Death metal growls, vocals with mixtures of Entombed and Ministry, basement black metal screeches and ingredients, heavily influenced Gorguts sound and breakdowns. This could be their Colored Sands.
The Oracle of Nassau starts out with grinding thrash and is a message/warning from the most desolate, forgotten of souls about the future. White Flag’s gloomy atmosphere begins with noise echoes with murky guitar chords and at almost ten minutes delivers decimation into musical insanity with the willful surrender of pride and voluntary violation just to stay alive. Sleeper Agent plays like the construction of a bio mechanical army, being the lost and unacknowledged agent of fortune carrying out the mission that doesn’t officially exist. Balkanized is a bludgeoning to the brain and senses telling the tale and atrocities of war ravaged soldiers, trained to do the same thing on command without remorse to their ‘rival’ version’s. Eternity In A Breathe is a slow psychopathic drug trip of atmospheric noise and ambiance and an eight minute progressive death version of Planet Caravan, lyrically interpreting/experiencing the end moments of a dream.

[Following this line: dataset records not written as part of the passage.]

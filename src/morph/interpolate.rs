use crate::foundation::core::Point;
use crate::foundation::error::{MorphError, MorphResult};
use crate::foundation::math::lerp;

/// Reject morph parameters outside `[0, 1]` (NaN included).
pub fn validate_t(t: f64) -> MorphResult<()> {
    if !(0.0..=1.0).contains(&t) {
        return Err(MorphError::invalid_parameter(format!(
            "morph parameter t must be within [0, 1], got {t}"
        )));
    }
    Ok(())
}

/// `(1 - t) * a + t * b` per axis.
pub fn lerp_point(a: Point, b: Point, t: f64) -> Point {
    Point::new(lerp(a.x, b.x, t), lerp(a.y, b.y, t))
}

/// Intermediate vertex positions for morph parameter `t`.
///
/// `t == 0` returns `source` exactly and `t == 1` returns `target` exactly.
pub fn interpolate_points(source: &[Point], target: &[Point], t: f64) -> MorphResult<Vec<Point>> {
    validate_t(t)?;
    if source.len() != target.len() {
        return Err(MorphError::MismatchedCorrespondence {
            source_count: source.len(),
            target_count: target.len(),
        });
    }
    Ok(source
        .iter()
        .zip(target)
        .map(|(&s, &g)| lerp_point(s, g, t))
        .collect())
}

#[cfg(test)]
#[path = "../../tests/unit/morph/interpolate.rs"]
mod tests;
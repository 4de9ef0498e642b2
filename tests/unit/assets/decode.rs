use std::io::Cursor;

use super::*;
use crate::foundation::core::Rgb8;

fn encode_png(img: image::DynamicImage) -> Vec<u8> {
    let mut buf = Vec::new();
    img.write_to(&mut Cursor::new(&mut buf), image::ImageFormat::Png)
        .unwrap();
    buf
}

#[test]
fn decode_png_drops_alpha() {
    let rgba = image::RgbaImage::from_raw(1, 1, vec![100u8, 50, 200, 128]).unwrap();
    let decoded = decode_image(&encode_png(image::DynamicImage::ImageRgba8(rgba))).unwrap();
    assert_eq!(decoded.width, 1);
    assert_eq!(decoded.height, 1);
    assert_eq!(decoded.data, vec![100u8, 50, 200]);
}

#[test]
fn decode_garbage_is_an_error() {
    assert!(decode_image(b"not an image").is_err());
}

#[test]
fn resize_to_canvas_and_identity() {
    let img = RasterImage::filled(8, 4, Rgb8::new(10, 20, 30));
    let same = resize_image(&img, img.canvas()).unwrap();
    assert_eq!(same, img);

    let resized = resize_image(&img, Canvas::new(4, 6).unwrap()).unwrap();
    assert_eq!((resized.width, resized.height), (4, 6));
    // A flat image stays flat under any interpolating filter.
    assert_eq!(resized.pixel(2, 3), Rgb8::new(10, 20, 30));
}

#[test]
fn normalize_pair_shares_canvas() {
    let a = RasterImage::filled(10, 10, Rgb8::BLACK);
    let b = RasterImage::filled(6, 12, Rgb8::WHITE);
    let (a2, b2) = normalize_pair(&a, &b, Canvas::new(8, 8).unwrap()).unwrap();
    assert_eq!(a2.canvas(), b2.canvas());
    assert!(resize_image(&a, Canvas { width: 0, height: 3 }).is_err());
}

#[test]
fn load_missing_file_names_path() {
    let err = load_image(Path::new("definitely/missing.png")).unwrap_err();
    assert!(err.to_string().contains("missing.png"));
}
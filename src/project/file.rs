use std::fs::File;
use std::io::BufReader;
use std::path::{Path, PathBuf};

use serde::{Deserialize, Serialize};

use crate::assets::decode::{load_image, normalize_pair};
use crate::foundation::core::{Canvas, Fps, Rgb8};
use crate::foundation::error::{MorphError, MorphResult};
use crate::morph::barycentric::EdgeRule;
use crate::points::correspondence::CorrespondenceSet;
use crate::render::frame::RasterImage;
use crate::render::pipeline::{MorphContext, MorphOptions, MorphRequest, RenderThreading};

/// A morph job as stored on disk.
///
/// ```json
/// {
///   "source": "a.png",
///   "target": "b.png",
///   "points": [
///     { "source": { "x": 40.0, "y": 52.0 }, "target": { "x": 44.0, "y": 50.0 } }
///   ],
///   "intermediate_frames": 8
/// }
/// ```
#[derive(Clone, Debug, PartialEq, Serialize, Deserialize)]
#[serde(deny_unknown_fields)]
pub struct MorphProject {
    /// Source image; relative paths resolve against the project file's directory.
    pub source: PathBuf,
    pub target: PathBuf,
    /// Common canvas both images are resized to. Defaults to the source image size.
    #[serde(default, skip_serializing_if = "Option::is_none")]
    pub canvas: Option<Canvas>,
    #[serde(default)]
    pub points: CorrespondenceSet,
    #[serde(default = "default_intermediate_frames")]
    pub intermediate_frames: u32,
    #[serde(default)]
    pub fps: Fps,
    #[serde(default = "default_background")]
    pub background: Rgb8,
    #[serde(default)]
    pub edge_rule: EdgeRule,
}

fn default_intermediate_frames() -> u32 {
    5
}

fn default_background() -> Rgb8 {
    Rgb8::WHITE
}

impl MorphProject {
    /// A project with default settings and an empty point table.
    pub fn new(source: impl Into<PathBuf>, target: impl Into<PathBuf>) -> Self {
        Self {
            source: source.into(),
            target: target.into(),
            canvas: None,
            points: CorrespondenceSet::new(),
            intermediate_frames: default_intermediate_frames(),
            fps: Fps::default(),
            background: default_background(),
            edge_rule: EdgeRule::default(),
        }
    }

    /// Parse a project from a JSON reader. Image paths are left as written.
    pub fn from_reader<R: std::io::Read>(r: R) -> MorphResult<Self> {
        serde_json::from_reader(r)
            .map_err(|e| MorphError::validation(format!("parse morph project JSON: {e}")))
    }

    /// Parse a project file and resolve relative image paths against its directory.
    pub fn from_path(path: impl AsRef<Path>) -> MorphResult<Self> {
        let path = path.as_ref();
        let f = File::open(path).map_err(|e| {
            MorphError::validation(format!("open morph project '{}': {e}", path.display()))
        })?;
        let mut project = Self::from_reader(BufReader::new(f))?;
        if let Some(base) = path.parent() {
            project.resolve_paths(base);
        }
        Ok(project)
    }

    pub fn resolve_paths(&mut self, base: &Path) {
        for p in [&mut self.source, &mut self.target] {
            if p.is_relative() {
                *p = base.join(&*p);
            }
        }
    }

    pub fn to_json_pretty(&self) -> MorphResult<String> {
        serde_json::to_string_pretty(self)
            .map_err(|e| MorphError::validation(format!("serialize morph project: {e}")))
    }

    /// Check settings that do not need the images.
    pub fn validate(&self) -> MorphResult<()> {
        MorphRequest::new(self.intermediate_frames)?;
        self.fps.validate()?;
        if let Some(canvas) = self.canvas {
            canvas.validate()?;
        }
        Ok(())
    }

    pub fn request(&self) -> MorphResult<MorphRequest> {
        MorphRequest::new(self.intermediate_frames)
    }

    pub fn options(&self, threading: RenderThreading) -> MorphOptions {
        MorphOptions {
            background: self.background,
            edge_rule: self.edge_rule,
            threading,
        }
    }

    /// Decode both images and bring them onto the project canvas.
    pub fn load_images(&self) -> MorphResult<(RasterImage, RasterImage)> {
        let source = load_image(&self.source)?;
        let target = load_image(&self.target)?;
        let canvas = self.canvas.unwrap_or_else(|| source.canvas());
        if source.canvas() != canvas || target.canvas() != canvas {
            tracing::info!(
                width = canvas.width,
                height = canvas.height,
                "normalizing images to a common canvas"
            );
        }
        normalize_pair(&source, &target, canvas)
    }

    /// Validate, load the images and build the render context.
    #[tracing::instrument(skip(self), fields(source = %self.source.display(), target = %self.target.display()))]
    pub fn prepare(&self) -> MorphResult<MorphContext> {
        self.validate()?;
        let (source, target) = self.load_images()?;
        MorphContext::prepare(source, target, &self.points)
    }
}

#[cfg(test)]
#[path = "../../tests/unit/project/file.rs"]
mod tests;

Implant Fever gets back to the acid tipped vocal style. The last bits of humanity are thought out as man becomes machine. Invisible Injury has the cleanest vocals of the bunch putting a Ministry like sarcasm on the vox going into a death metal arena. The soothing words of laboratory/asylum doctors, treating your conditions, assuring you of improvement while making sure you stay put. The Parasite In Winter is black metal territory with frost bit dementia out of screeching, screaming guitars as you will soon leave this place of weakness and disease, saying goodbye to the lonely hallways and empty used up beds. The Mother Of Virtues-chanting done backwards proclaiming the praise of Fecundity turning into a monstrosity of guitar manipulating menagerie.
Vocalist Doug Moore explains: “We focused on capturing an organic, spontaneous sound on this album. Consequently, we tracked most of the album live; most of its quieter moments and solo breaks are partially or entirely improvised. We like to let the chips fall where they may.”